By the film’s final act, it’s too busy over-explaining its own themes (the exchange in which the title is explained ranks among the cinema’s clunkier explaining-the-title scenes) before setting up a grand climax in which Collin spits out a defiant, half-crazed rap about his fear and anger at the police and other white power structures. Diggs nails the performance — he’s a “Hamilton” alum, after all — but the context and circumstance in which his outburst take place feel artificial and not properly set up.
Both Diggs and Casal are electric performers, but as writers they’ve given themselves all the best lines.
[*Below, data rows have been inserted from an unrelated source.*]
//! Batch conversion of static images to modern encodings and ANSI art.
//!
//! Discovery walks the images root for PNG/JPEG sources. Conversion runs in
//! two strictly ordered passes — every WebP before any AVIF — each fanned
//! out over the rayon pool with an all-or-nothing join: the first failed
//! task aborts the whole pass. Outputs already on disk are skipped unless
//! forced, so re-runs only pay for new sources.
//!
//! Every written encoding is size-guarded: an output that is not strictly
//! smaller than its source is deleted again and counted as rejected. The
//! `<picture>` fallback chain always has the original, so a rejected
//! alternate costs nothing.

use image::codecs::avif::AvifEncoder;
use image::codecs::webp::WebPEncoder;
use rayon::prelude::*;
use std::fs::{self, File};
use std::io::BufWriter;
use std::path::{Path, PathBuf};
use thiserror::Error;
use walkdir::WalkDir;

use crate::ansi::{self, AnsiError, TERMINAL_WIDTH};

/// rav1e effort preset; 4 trades encode time for density.
const AVIF_SPEED: u8 = 4;
const AVIF_QUALITY: u8 = 90;

/// Source extensions picked up by discovery.
const INPUT_EXTENSIONS: &[&str] = &["png", "jpeg", "jpg"];

#[derive(Error, Debug)]
pub enum ConvertError {
    #[error("IO error at {path}: {source}")]
    Io {
        path: PathBuf,
        source: std::io::Error,
    },
    #[error("Failed to decode {path}: {message}")]
    Decode { path: PathBuf, message: String },
    #[error("Failed to encode {path}: {message}")]
    Encode { path: PathBuf, message: String },
    #[error(transparent)]
    Walk(#[from] walkdir::Error),
    #[error(transparent)]
    Ansi(#[from] AnsiError),
}

/// What happened to a single output file.
#[derive(Debug, Clone, Copy, PartialEq, Eq)]
pub enum Outcome {
    Written,
    /// Output already existed and `force` was off.
    Skipped,
    /// Written but not smaller than the source, deleted again.
    Rejected,
}

#[derive(Debug, Clone, Copy, Default, PartialEq, Eq)]
pub struct ConvertStats {
    pub written: usize,
    pub skipped: usize,
    pub rejected: usize,
}

impl ConvertStats {
    fn tally(outcomes: &[Outcome]) -> Self {
        let mut stats = Self::default();
        for outcome in outcomes {
            match outcome {
                Outcome::Written => stats.written += 1,
                Outcome::Skipped => stats.skipped += 1,
                Outcome::Rejected => stats.rejected += 1,
            }
        }
        stats
    }

    pub fn merge(self, other: Self) -> Self {
        Self {
            written: self.written + other.written,
            skipped: self.skipped + other.skipped,
            rejected: self.rejected + other.rejected,
        }
    }

    pub fn total(&self) -> usize {
        self.written + self.skipped + self.rejected
    }
}

/// All PNG/JPEG sources under `root`, sorted for deterministic reporting.
pub fn discover_images(root: &Path) -> Result<Vec<PathBuf>, ConvertError> {
    let mut paths = Vec::new();
    for entry in WalkDir::new(root) {
        let entry = entry?;
        if !entry.file_type().is_file() {
            continue;
        }
        let matches = entry
            .path()
            .extension()
            .and_then(|e| e.to_str())
            .is_some_and(|e| {
                INPUT_EXTENSIONS
                    .iter()
                    .any(|known| e.eq_ignore_ascii_case(known))
            });
        if matches {
            paths.push(entry.into_path());
        }
    }
    paths.sort();
    Ok(paths)
}

fn io_err(path: &Path) -> impl Fn(std::io::Error) -> ConvertError + '_ {
    move |source| ConvertError::Io {
        path: path.to_path_buf(),
        source,
    }
}

fn decode_input(path: &Path) -> Result<image::DynamicImage, ConvertError> {
    image::open(path).map_err(|e| ConvertError::Decode {
        path: path.to_path_buf(),
        message: e.to_string(),
    })
}

/// Delete an output that did not beat its source on size.
fn apply_size_guard(input: &Path, output: &Path) -> Result<Outcome, ConvertError> {
    let input_len = fs::metadata(input).map_err(io_err(input))?.len();
    let output_len = fs::metadata(output).map_err(io_err(output))?.len();
    if output_len >= input_len {
        fs::remove_file(output).map_err(io_err(output))?;
        return Ok(Outcome::Rejected);
    }
    Ok(Outcome::Written)
}

/// Encode a source as lossless WebP next to it.
pub fn convert_to_webp(input: &Path, output: &Path, force: bool) -> Result<Outcome, ConvertError> {
    if !force && output.exists() {
        return Ok(Outcome::Skipped);
    }
    let img = image::DynamicImage::ImageRgba8(decode_input(input)?.to_rgba8());
    {
        let writer = BufWriter::new(File::create(output).map_err(io_err(output))?);
        let encoder = WebPEncoder::new_lossless(writer);
        img.write_with_encoder(encoder)
            .map_err(|e| ConvertError::Encode {
                path: output.to_path_buf(),
                message: e.to_string(),
            })?;
    }
    apply_size_guard(input, output)
}

/// Encode a source as AVIF next to it.
pub fn convert_to_avif(input: &Path, output: &Path, force: bool) -> Result<Outcome, ConvertError> {
    if !force && output.exists() {
        return Ok(Outcome::Skipped);
    }
    let img = image::DynamicImage::ImageRgba8(decode_input(input)?.to_rgba8());
    {
        let writer = BufWriter::new(File::create(output).map_err(io_err(output))?);
        let encoder = AvifEncoder::new_with_speed_quality(writer, AVIF_SPEED, AVIF_QUALITY);
        img.write_with_encoder(encoder)
            .map_err(|e| ConvertError::Encode {
                path: output.to_path_buf(),
                message: e.to_string(),
            })?;
    }
    apply_size_guard(input, output)
}

/// Convert every source under `images_root` to WebP, then to AVIF.
///
/// The WebP batch joins completely before the AVIF batch starts. Within a
/// batch, tasks are independent; the first error wins the join and no
/// bookkeeping is kept for outputs already written.
pub fn convert_all(images_root: &Path, force: bool) -> Result<ConvertStats, ConvertError> {
    let inputs = discover_images(images_root)?;
    let webp = run_pass(&inputs, "webp", force, convert_to_webp)?;
    let avif = run_pass(&inputs, "avif", force, convert_to_avif)?;
    Ok(webp.merge(avif))
}

fn run_pass(
    inputs: &[PathBuf],
    extension: &str,
    force: bool,
    convert: fn(&Path, &Path, bool) -> Result<Outcome, ConvertError>,
) -> Result<ConvertStats, ConvertError> {
    let outcomes: Vec<Outcome> = inputs
        .par_iter()
        .map(|input| convert(input, &input.with_extension(extension), force))
        .collect::<Result<_, _>>()?;
    Ok(ConvertStats::tally(&outcomes))
}

/// Pre-render every header cover as a `.ansi` art file.
///
/// Headers are a small fixed pool, so rendering at build time beats
/// rendering per request.
pub fn render_ansi_headers(
    headers_dir: &Path,
    ansi_headers_dir: &Path,
    force: bool,
) -> Result<ConvertStats, ConvertError> {
    let inputs = discover_images(headers_dir)?;
    fs::create_dir_all(ansi_headers_dir).map_err(io_err(ansi_headers_dir))?;
    let outcomes: Vec<Outcome> = inputs
        .par_iter()
        .map(|input| {
            let mut output = ansi_headers_dir.join(input.file_name().unwrap_or_default());
            output.set_extension("ansi");
            render_ansi_header(input, &output, force)
        })
        .collect::<Result<_, _>>()?;
    Ok(ConvertStats::tally(&outcomes))
}

fn render_ansi_header(input: &Path, output: &Path, force: bool) -> Result<Outcome, ConvertError> {
    if !force && output.exists() {
        return Ok(Outcome::Skipped);
    }
    let art = ansi::image_to_ansi(input, TERMINAL_WIDTH as u32)?;
    fs::write(output, art).map_err(io_err(output))?;
    Ok(Outcome::Written)
}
Even with such talented actors as Tisha Campbell-Martin and Janina Gavankar on hand, the only other cast member who gets a meaty monologue is the very funny Utkarsh Ambudkar. (And his speech is all about Collin.)
One consistent virtue of the film is the cinematography by Robby Baumgartner (“The Guest”) who captures the many sides of Oakland with grace and beauty without veering into chamber-of-commerce territory.
The creators of “Blindspotting” fall into the trap of many a first-time filmmaker by taking every notecard off the bulletin board and putting them all into one movie. One hopes they’ll get plenty more opportunities to parcel those notions out a little more stingily.